_Task details_
Wherever the word "Debug" appears in a line of the records, copy that line.

Input for this task START

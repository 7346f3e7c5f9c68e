use serde::{Deserialize, Serialize};

/// Header row written at the top of every record set.
pub const HEADER: [&str; 3] = ["front", "back", "pinyin"];

/// One paragraph of a source document, kept as the runs the document
/// store handed back.
#[derive(Debug, Clone, Default, PartialEq, Eq)]
pub struct Paragraph {
    pub runs: Vec<String>,
}

impl Paragraph {
    pub fn new(runs: Vec<String>) -> Self {
        Self { runs }
    }

    pub fn from_text(text: impl Into<String>) -> Self {
        Self {
            runs: vec![text.into()],
        }
    }

    pub fn text(&self) -> String {
        self.runs.concat()
    }
}

#[derive(Debug, Clone)]
pub struct Document {
    pub id: String,
    pub title: String,
    pub paragraphs: Vec<Paragraph>,
}

/// A `(translation, original, romanization)` row. Keyword entries use the
/// same shape with a single vocabulary word in `original`.
#[derive(Debug, Clone, Default, PartialEq, Eq, Hash, Serialize, Deserialize)]
pub struct SentenceRecord {
    pub translation: String,
    pub original: String,
    pub romanization: String,
}

impl SentenceRecord {
    pub fn new(
        translation: impl Into<String>,
        original: impl Into<String>,
        romanization: impl Into<String>,
    ) -> Self {
        Self {
            translation: translation.into(),
            original: original.into(),
            romanization: romanization.into(),
        }
    }

    /// Reads a stored row; missing trailing cells become empty strings and
    /// cells past the third are ignored.
    pub fn from_row(row: &[String]) -> Self {
        let cell = |index: usize| row.get(index).cloned().unwrap_or_default();
        Self {
            translation: cell(Column::Front.index()),
            original: cell(Column::Back.index()),
            romanization: cell(Column::Pinyin.index()),
        }
    }

    pub fn to_row(&self) -> Vec<String> {
        vec![
            self.translation.clone(),
            self.original.clone(),
            self.romanization.clone(),
        ]
    }

    pub fn is_blank(&self) -> bool {
        self.translation.trim().is_empty()
            && self.original.trim().is_empty()
            && self.romanization.trim().is_empty()
    }
}

#[derive(Debug, Clone, Copy, PartialEq, Eq)]
pub enum Column {
    Front,
    Back,
    Pinyin,
}

impl Column {
    pub fn index(self) -> usize {
        match self {
            Column::Front => 0,
            Column::Back => 1,
            Column::Pinyin => 2,
        }
    }

    pub fn as_str(self) -> &'static str {
        HEADER[self.index()]
    }
}

/// Where a freshly created record set lives.
#[derive(Debug, Clone, PartialEq, Eq, Serialize)]
pub struct RecordSetHandle {
    pub id: String,
    pub title: String,
    pub section: String,
}

#[derive(Debug, Clone, PartialEq, Eq)]
pub struct RecordSetInfo {
    pub id: String,
    pub title: String,
}
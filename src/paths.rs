use std::path::{Path, PathBuf};

const BASE_DIR_ENV: &str = "HANYU_RECAP_DIR";
const DEFAULT_DIR_NAME: &str = ".hanyu-recap";

/// Settings, run metadata, history and the default workbook root live here.
pub fn base_dir() -> PathBuf {
    if let Some(dir) = base_dir_override() {
        return dir;
    }
    home_join(DEFAULT_DIR_NAME).unwrap_or_else(|| PathBuf::from(DEFAULT_DIR_NAME))
}

pub fn workbook_dir() -> PathBuf {
    base_dir().join("workbooks")
}

pub(crate) fn settings_dir() -> Option<PathBuf> {
    if let Some(dir) = base_dir_override() {
        return Some(dir);
    }
    home_join(DEFAULT_DIR_NAME)
}

fn base_dir_override() -> Option<PathBuf> {
    std::env::var(BASE_DIR_ENV)
        .ok()
        .and_then(|value| normalize_dir(&value))
}

fn home_join(suffix: &str) -> Option<PathBuf> {
    std::env::var("HOME").ok().and_then(|home| {
        let home = home.trim();
        if home.is_empty() {
            None
        } else {
            Some(Path::new(home).join(suffix))
        }
    })
}

pub(crate) fn normalize_dir(value: &str) -> Option<PathBuf> {
    let trimmed = value.trim();
    if trimmed.is_empty() {
        return None;
    }
    let expanded = expand_tilde(trimmed);
    Some(normalize_path(PathBuf::from(expanded)))
}

fn normalize_path(path: PathBuf) -> PathBuf {
    let mut normalized = PathBuf::new();
    for component in path.components() {
        normalized.push(component.as_os_str());
    }
    normalized
}

fn expand_tilde(value: &str) -> String {
    if value == "~" || value.starts_with("~/") {
        if let Ok(home) = std::env::var("HOME") {
            let home = home.trim();
            if home.is_empty() {
                return value.to_string();
            }
            if value == "~" {
                return home.to_string();
            }
            return format!("{}{}", home, &value[1..]);
        }
    }
    value.to_string()
}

Input for this task END

_Result of this task_
#[derive(Debug, Clone, Default, PartialEq, Eq)]
#[derive(Debug, Clone)]
#[derive(Debug, Clone, Default, PartialEq, Eq, Hash, Serialize, Deserialize)]
#[derive(Debug, Clone, Copy, PartialEq, Eq)]
#[derive(Debug, Clone, PartialEq, Eq, Serialize)]
#[derive(Debug, Clone, PartialEq, Eq)]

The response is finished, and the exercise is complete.